Cansada de fregar los pisos, de colar el café todas las mañanas, de acabarse los riñones planchando desde sábanas hasta calcetines, Hilda decidió que ya estaba harta de encargarse del servicio doméstico, hastiada. Nunca le preguntaron, sus muchos patrones, si había tenido madre, si algún día estuvo enamorada o ya de perdida si tuvo dolencias, gastritis, padecía de reumas, juanetes, o meras uñas enterradas. Nada. Era la mujer simplona de ojos recatados, trenza negrísima, cofia blanca y vestido azul que la eternizó en cuanta imagen se tenía de ella.
Mujer de precauciones, y con tal oficio ¿quién no? Pues la tal Hilda, a lo largo de su servicial vida, se formó un patrimonio monetario que bien servía para irla pasando más o menos, con una vejez sin lujos, pero a salvo de las primerísimas urgencias. ¿Qué podía ella, pedirle a la vida recién cumplidos los cincuenta años, cuando agradeció su último empleo y salió de aquella casa? Que decir “casa” es una minimización de la palabra, porque en realidad se trataba de una mansión, de esas típicas construcciones de político venido a más: piscina, jardines, pérgola, cochera para seis autos, puesto de vigilancia en el portón y hasta caballerizas. Gracias, licenciado, dijo y cogió una caja que antes había servido para los vinos franceses que el señor consumía, justo donde guardó las mínimas pertenencias que acumuló durante su vida.
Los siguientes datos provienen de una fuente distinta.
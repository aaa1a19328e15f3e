pub mod api;
pub mod error;
pub mod gateway;
pub mod models;
pub mod publisher;
pub mod schema;
pub mod store;
pub mod workflow;
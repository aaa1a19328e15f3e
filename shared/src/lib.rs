use chrono::{DateTime, SecondsFormat, Utc};
use serde::{Deserialize, Serialize};
use uuid::Uuid;

pub const PAYMENT_SERVICE_SENDER: &str = "payment-service";
pub const JSON_BODY_TYPE: &str = "JSON";

/// Status-change event emitted by the payment service after a webhook has been
/// committed. Downstream consumers deserialize this from the payment topic.
#[derive(Debug, Clone, PartialEq, Serialize, Deserialize)]
pub struct PaymentEventMessage {
    pub event: EventName,
    pub metadata: EventMetadata,
    pub body: EventBody,
}

#[derive(Debug, Clone, PartialEq, Serialize, Deserialize)]
pub struct EventName {
    pub name: String,
}

#[derive(Debug, Clone, PartialEq, Serialize, Deserialize)]
#[serde(rename_all = "camelCase")]
pub struct EventMetadata {
    pub sender: String,
    pub sending_at: String,
}

#[derive(Debug, Clone, PartialEq, Serialize, Deserialize)]
pub struct EventBody {
    #[serde(rename = "type")]
    pub body_type: String,
    pub data: PaymentEventData,
}

#[derive(Debug, Clone, PartialEq, Serialize, Deserialize)]
pub struct PaymentEventData {
    #[serde(rename = "orderID")]
    pub order_id: Uuid,
    #[serde(rename = "paymentID")]
    pub payment_id: Uuid,
    pub status: String,
    #[serde(rename = "paidAt")]
    pub paid_at: Option<DateTime<Utc>>,
}

impl PaymentEventMessage {
    /// Builds the envelope for a status string such as `settlement`. The event
    /// name is the uppercased status.
    pub fn status_changed(
        order_id: Uuid,
        payment_id: Uuid,
        status: &str,
        paid_at: Option<DateTime<Utc>>,
        sending_at: DateTime<Utc>,
    ) -> Self {
        Self {
            event: EventName {
                name: status.to_uppercase(),
            },
            metadata: EventMetadata {
                sender: PAYMENT_SERVICE_SENDER.to_string(),
                sending_at: sending_at.to_rfc3339_opts(SecondsFormat::Secs, true),
            },
            body: EventBody {
                body_type: JSON_BODY_TYPE.to_string(),
                data: PaymentEventData {
                    order_id,
                    payment_id,
                    status: status.to_string(),
                    paid_at,
                },
            },
        }
    }

    pub fn to_bytes(&self) -> serde_json::Result<Vec<u8>> {
        serde_json::to_vec(self)
    }
}

#[cfg(test)]
mod tests {
    use super::*;
    use chrono::TimeZone;

    #[test]
    fn envelope_uses_downstream_field_names() {
        let order_id = Uuid::new_v4();
        let payment_id = Uuid::new_v4();
        let sent = Utc.with_ymd_and_hms(2024, 5, 1, 10, 30, 0).unwrap();

        let message =
            PaymentEventMessage::status_changed(order_id, payment_id, "settlement", Some(sent), sent);
        let json = serde_json::to_value(&message).unwrap();

        assert_eq!(json["event"]["name"], "SETTLEMENT");
        assert_eq!(json["metadata"]["sender"], "payment-service");
        assert_eq!(json["metadata"]["sendingAt"], "2024-05-01T10:30:00Z");
        assert_eq!(json["body"]["type"], "JSON");
        assert_eq!(json["body"]["data"]["orderID"], order_id.to_string());
        assert_eq!(json["body"]["data"]["paymentID"], payment_id.to_string());
        assert_eq!(json["body"]["data"]["status"], "settlement");
        assert!(json["body"]["data"]["paidAt"].is_string());
    }

    #[test]
    fn missing_paid_at_serializes_as_null() {
        let message = PaymentEventMessage::status_changed(
            Uuid::new_v4(),
            Uuid::new_v4(),
            "expire",
            None,
            Utc::now(),
        );
        let json = serde_json::to_value(&message).unwrap();

        assert_eq!(json["event"]["name"], "EXPIRE");
        assert!(json["body"]["data"]["paidAt"].is_null());
    }
}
Salió Hilda durante la tarde nublada del día de san Leocadio, sin que nadie atinara que era el de su cumpleaños número cincuenta pero el tiempo de su jubilación, o retiro; pues ella ni sabía que tales dádivas existen. Salió con una flor en la mano, un “ave del paraíso”, que cortó en un remanso del prado que precedía a la mansión del político. Ni se va a notar que falta, pensó ella. Y salió por vez primera a la vida del prójimo. La gente, así lo observaba, vestía pantalones vaqueros, trajes sastre, mascadas; se recogía el cabello con peineta y no con la red que ella utilizaba. Observó también que la moda, entre las mujeres, era mostrar los pies y cayó en la cuenta de por qué su última patrona sufría tanto cuando faltaba el hombre que le hacía la pedicura. Mucho chiste enseñar las patas, pensó ella.
Pero ahora, el mundo estaba a su alcance; tenía para sí, al tiempo; las mañanas libres, las tardes y la noche.
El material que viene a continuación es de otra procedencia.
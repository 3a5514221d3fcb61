//! Run lifecycle: admission, sandbox creation, status, logs, stop.
//!
//! A run only exists once the image has been admitted by policy *and* the
//! platform has created its sandbox. Every created sandbox is also handed to
//! the [`CleanupScheduler`], so it is reclaimed even if nobody ever stops or
//! polls it.

use std::collections::{BTreeMap, BTreeSet};
use std::sync::Arc;
use std::time::Duration;

use chrono::{DateTime, Utc};
use serde::{Deserialize, Serialize};
use serde_json::{Map, Value};
use uuid::Uuid;

use crate::audit::{AuditEvent, AuditSink};
use crate::config::RunnerConfig;
use crate::error::RunError;
use crate::orchestrator::cleanup::CleanupScheduler;
use crate::orchestrator::tool_proxy::{ToolInvocation, ToolProxy};
use crate::platform::{
    SandboxPlatform, SandboxSpec, SecurityProfile, parse_cpu_millis, parse_memory_bytes,
};
use crate::policy::{PolicyEnforcer, PolicyEvidence};
use crate::runs::{Run, RunRegistry, RunStatus};

/// `app` label value carried by every run sandbox.
pub const RUN_APP_LABEL: &str = "runguard-run";

/// Network isolation requested for a run.
#[derive(Debug, Clone, Copy, PartialEq, Eq)]
pub enum NetworkProfile {
    DenyAll,
    DnsOnly,
}

impl NetworkProfile {
    pub fn as_str(&self) -> &'static str {
        match self {
            Self::DenyAll => "deny-all",
            Self::DnsOnly => "dns-only",
        }
    }
}

impl std::str::FromStr for NetworkProfile {
    type Err = RunError;

    fn from_str(s: &str) -> Result<Self, Self::Err> {
        match s {
            "deny-all" => Ok(Self::DenyAll),
            "dns-only" => Ok(Self::DnsOnly),
            _ => Err(RunError::Validation(
                "network_policy_profile must be deny-all or dns-only".to_string(),
            )),
        }
    }
}

impl std::fmt::Display for NetworkProfile {
    fn fmt(&self, f: &mut std::fmt::Formatter<'_>) -> std::fmt::Result {
        write!(f, "{}", self.as_str())
    }
}

/// Body of a create-run request.
///
/// Every field defaults so that shape problems surface as validation errors
/// rather than decode failures.
#[derive(Debug, Clone, Default, Deserialize)]
#[serde(default)]
pub struct CreateRunRequest {
    pub image_ref: String,
    pub command: Vec<String>,
    pub args: Vec<String>,
    /// Environment passed verbatim to the sandbox.
    pub env_allowlist: BTreeMap<String, String>,
    pub allowed_tools: Vec<String>,
    /// Tool port inside the sandbox; `None` or 0 uses the configured default.
    pub downstream_port: Option<u16>,
    pub cpu: Option<String>,
    pub memory: Option<String>,
    /// Sandbox lifetime in seconds; 0 uses the configured default.
    pub timeout_seconds: i64,
    pub network_policy_profile: String,
}

#[derive(Debug, Clone, PartialEq, Serialize)]
pub struct CreateRunResponse {
    pub run_id: String,
    pub sandbox_name: String,
    pub image_digest: String,
    pub policy_evidence: PolicyEvidence,
}

/// Status view of a run.
#[derive(Debug, Clone, PartialEq, Serialize)]
pub struct RunView {
    pub run_id: String,
    pub status: RunStatus,
    pub sandbox_name: String,
    pub namespace: String,
    #[serde(skip_serializing_if = "String::is_empty")]
    pub reason: String,
    /// Live sandbox address, present only when the status poll succeeded.
    #[serde(skip_serializing_if = "Option::is_none")]
    pub address: Option<String>,
    pub image_digest: String,
    pub policy_evidence: PolicyEvidence,
    pub created_at: DateTime<Utc>,
    #[serde(skip_serializing_if = "Option::is_none")]
    pub finished_at: Option<DateTime<Utc>>,
    pub stopped_by_operator: bool,
    pub allowed_tools: BTreeSet<String>,
}

impl RunView {
    fn new(run: Run, address: Option<String>) -> Self {
        Self {
            run_id: run.run_id,
            status: run.status,
            sandbox_name: run.sandbox_name,
            namespace: run.namespace,
            reason: run.reason,
            address,
            image_digest: run.image_digest,
            policy_evidence: run.policy_evidence,
            created_at: run.created_at,
            finished_at: run.finished_at,
            stopped_by_operator: run.stopped_by_operator,
            allowed_tools: run.allowed_tools,
        }
    }
}

/// Sandbox output. The platform reports one combined stream, so `stderr`
/// is always empty.
#[derive(Debug, Clone, PartialEq, Eq, Serialize)]
pub struct RunLogs {
    pub run_id: String,
    pub stdout: String,
    pub stderr: String,
}

/// A validated request with defaults applied.
#[derive(Debug)]
struct Placement {
    cpu_millis: u64,
    memory_bytes: u64,
    lifetime: Duration,
    downstream_port: u16,
    network_profile: NetworkProfile,
    allowed_tools: BTreeSet<String>,
}

/// Coordinates policy, platform, registry, cleanup and audit for runs.
pub struct RunOrchestrator {
    config: RunnerConfig,
    registry: RunRegistry,
    enforcer: PolicyEnforcer,
    platform: Arc<dyn SandboxPlatform>,
    audit: Arc<dyn AuditSink>,
    cleanup: CleanupScheduler,
    tools: ToolProxy,
}

impl RunOrchestrator {
    pub fn new(
        config: RunnerConfig,
        enforcer: PolicyEnforcer,
        platform: Arc<dyn SandboxPlatform>,
        audit: Arc<dyn AuditSink>,
    ) -> Result<Self, RunError> {
        let tools = ToolProxy::new(
            Arc::clone(&platform),
            Arc::clone(&audit),
            config.tool_timeout(),
        )?;
        Ok(Self {
            cleanup: CleanupScheduler::new(Arc::clone(&platform)),
            registry: RunRegistry::new(),
            config,
            enforcer,
            platform,
            audit,
            tools,
        })
    }

    pub fn registry(&self) -> &RunRegistry {
        &self.registry
    }

    pub fn cleanup(&self) -> &CleanupScheduler {
        &self.cleanup
    }

    /// Admit the image, create its sandbox and register the run.
    pub async fn create_run(&self, request: CreateRunRequest) -> Result<CreateRunResponse, RunError> {
        let placement = self.validate(&request)?;

        let admission = match self.enforcer.enforce(&request.image_ref).await {
            Ok(admission) => admission,
            Err(denial) => {
                tracing::warn!(
                    image_ref = %request.image_ref,
                    reason = %denial.reason,
                    detail = %denial.detail,
                    "Image denied by policy"
                );
                self.audit.emit(AuditEvent::RunCreateDenied {
                    reason: denial.to_string(),
                    image_ref: request.image_ref.clone(),
                    policy_evidence: denial.evidence.clone(),
                });
                return Err(denial.into());
            }
        };

        let run_id = Uuid::new_v4().to_string();
        let sandbox_name = format!("run-{run_id}");
        let namespace = self.config.namespace.clone();
        let labels = BTreeMap::from([
            ("app".to_string(), RUN_APP_LABEL.to_string()),
            ("run_id".to_string(), run_id.clone()),
            ("namespace".to_string(), namespace.clone()),
            (
                "network_policy_profile".to_string(),
                placement.network_profile.to_string(),
            ),
        ]);

        let spec = SandboxSpec {
            name: sandbox_name.clone(),
            namespace: namespace.clone(),
            run_id: run_id.clone(),
            image: admission.pinned_ref.clone(),
            command: request.command,
            args: request.args,
            env: request.env_allowlist,
            labels,
            cpu_millis: placement.cpu_millis,
            memory_bytes: placement.memory_bytes,
            lifetime: placement.lifetime,
            runtime_class: self.config.runtime_class.clone(),
            image_pull_policy: self.config.image_pull_policy,
            security: SecurityProfile::hardened(),
        };

        let sandbox_id = match self.platform.create_sandbox(spec).await {
            Ok(id) => id,
            Err(e) => {
                tracing::error!(run_id = %run_id, error = %e, "Sandbox creation failed");
                self.audit.emit(AuditEvent::RunCreateDenied {
                    reason: e.to_string(),
                    image_ref: request.image_ref,
                    policy_evidence: admission.evidence,
                });
                return Err(RunError::Internal {
                    reason: e.to_string(),
                });
            }
        };

        self.cleanup
            .schedule(&namespace, &sandbox_id, self.config.cleanup_delay());

        let image_digest = admission.evidence.resolved_digest.clone();
        self.registry
            .put(Run {
                run_id: run_id.clone(),
                sandbox_id,
                sandbox_name: sandbox_name.clone(),
                namespace,
                status: RunStatus::Starting,
                reason: String::new(),
                created_at: Utc::now(),
                finished_at: None,
                stopped_by_operator: false,
                image_digest: image_digest.clone(),
                policy_evidence: admission.evidence.clone(),
                allowed_tools: placement.allowed_tools,
                downstream_port: placement.downstream_port,
            })
            .await;

        tracing::info!(
            run_id = %run_id,
            sandbox_name = %sandbox_name,
            image = %admission.pinned_ref,
            "Created run"
        );
        self.audit.emit(AuditEvent::RunCreated {
            run_id: run_id.clone(),
            sandbox_name: sandbox_name.clone(),
            runtime_class: self.config.runtime_class.clone(),
            image_digest: image_digest.clone(),
            network_policy_profile: placement.network_profile.to_string(),
            policy_evidence: admission.evidence.clone(),
        });

        Ok(CreateRunResponse {
            run_id,
            sandbox_name,
            image_digest,
            policy_evidence: admission.evidence,
        })
    }

    /// Refresh a run's status from the platform and return it.
    ///
    /// A failed poll serves the last stored record unchanged.
    pub async fn get_run(&self, run_id: &str) -> Result<RunView, RunError> {
        let run = self.registry.get(run_id).await?;

        let status = match self.platform.status(&run.namespace, &run.sandbox_id).await {
            Ok(status) => status,
            Err(e) => {
                tracing::warn!(run_id = %run_id, error = %e, "Status poll failed, serving stored run");
                return Ok(RunView::new(run, None));
            }
        };
        let address = self
            .platform
            .address(&run.namespace, &run.sandbox_id)
            .await
            .ok()
            .filter(|a| !a.is_empty());

        let run = self
            .registry
            .update(run_id, |mut run| {
                run.status = RunStatus::from_phase(&status.phase);
                run.reason = status.reason;
                run
            })
            .await?;
        Ok(RunView::new(run, address))
    }

    pub async fn get_logs(&self, run_id: &str) -> Result<RunLogs, RunError> {
        let run = self.registry.get(run_id).await?;
        let stdout = self
            .platform
            .logs(&run.namespace, &run.sandbox_id)
            .await
            .map_err(|e| RunError::UpstreamUnavailable {
                reason: format!("log fetch failed: {e}"),
            })?;
        Ok(RunLogs {
            run_id: run.run_id,
            stdout,
            stderr: String::new(),
        })
    }

    /// Delete the run's sandbox and mark it stopped by the operator.
    pub async fn stop_run(&self, run_id: &str) -> Result<(), RunError> {
        let run = self.registry.get(run_id).await?;

        self.platform
            .delete(&run.namespace, &run.sandbox_id)
            .await
            .map_err(|e| RunError::Internal {
                reason: format!("sandbox delete failed: {e}"),
            })?;

        self.registry
            .update(run_id, |mut run| {
                run.status = RunStatus::Stopped;
                run.finished_at = Some(Utc::now());
                run.stopped_by_operator = true;
                run
            })
            .await?;

        tracing::info!(run_id = %run_id, "Stopped run");
        self.audit.emit(AuditEvent::RunStopped {
            run_id: run_id.to_string(),
        });
        Ok(())
    }

    /// Forward a tool call into the run's sandbox.
    pub async fn invoke_tool(
        &self,
        run_id: &str,
        tool_name: &str,
        input: Map<String, Value>,
    ) -> Result<ToolInvocation, RunError> {
        let run = self.registry.get(run_id).await?;
        self.tools.invoke(&run, tool_name, input).await
    }

    /// Flush pending cleanups, waiting up to `grace`.
    pub async fn shutdown(&self, grace: Duration) {
        self.cleanup.shutdown(grace).await;
    }

    fn validate(&self, request: &CreateRunRequest) -> Result<Placement, RunError> {
        if request.image_ref.trim().is_empty() {
            return Err(RunError::Validation("image_ref is required".to_string()));
        }
        let network_profile: NetworkProfile = request.network_policy_profile.parse()?;
        if request.timeout_seconds < 0 {
            return Err(RunError::Validation(
                "timeout_seconds must be >= 0".to_string(),
            ));
        }

        let cpu = non_blank(request.cpu.as_deref()).unwrap_or(self.config.default_cpu.as_str());
        let cpu_millis = parse_cpu_millis(cpu)
            .ok_or_else(|| RunError::Validation(format!("cpu '{cpu}' is not a valid quantity")))?;
        let memory = non_blank(request.memory.as_deref()).unwrap_or(self.config.default_memory.as_str());
        let memory_bytes = parse_memory_bytes(memory).ok_or_else(|| {
            RunError::Validation(format!("memory '{memory}' is not a valid quantity"))
        })?;

        let lifetime_secs = u64::try_from(request.timeout_seconds)
            .ok()
            .filter(|secs| *secs > 0)
            .unwrap_or(self.config.default_timeout_secs);
        let downstream_port = request
            .downstream_port
            .filter(|port| *port > 0)
            .unwrap_or(self.config.default_downstream_port);

        let allowed_tools = request
            .allowed_tools
            .iter()
            .map(|t| t.trim())
            .filter(|t| !t.is_empty())
            .map(str::to_string)
            .collect();

        Ok(Placement {
            cpu_millis,
            memory_bytes,
            lifetime: Duration::from_secs(lifetime_secs),
            downstream_port,
            network_profile,
            allowed_tools,
        })
    }
}

fn non_blank(value: Option<&str>) -> Option<&str> {
    value.filter(|v| !v.trim().is_empty())
}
Y decidió que era momento de tomar lo que nunca: unas vacaciones. Y por ello, antes de regresar a la vecindad donde tenía un cuarto, se dirigió hacia una agencia de viajes en la que, tras atiborrarle el pensamiento con tantos catálogos de los destinos turísticos, optó por una semana en Acapulco. Siete días y seis noches.
No viene a caso narrar las odiseas del traslado. Basta con decir que desde el aeropuerto de la ciudad de México hasta los umbrales de la sala de recepción del hotel, Hilda rezó no menos de quince rosarios, con sus misterios y letanía incluidos. Justo allí, en la recepción, una edecán le entregó un ramito de flores a la vez que en la muñeca derecha, le fijaba una pulsera de plástico color azul. Hilda, atónita, se dejó llevar hasta la habitación. Pero al fin se quedó sola, tranquila y respirando bien hondo y mientras se desnudaba una punzada en el pecho le recordó que era demasiado tarde para cualquier iniciativa.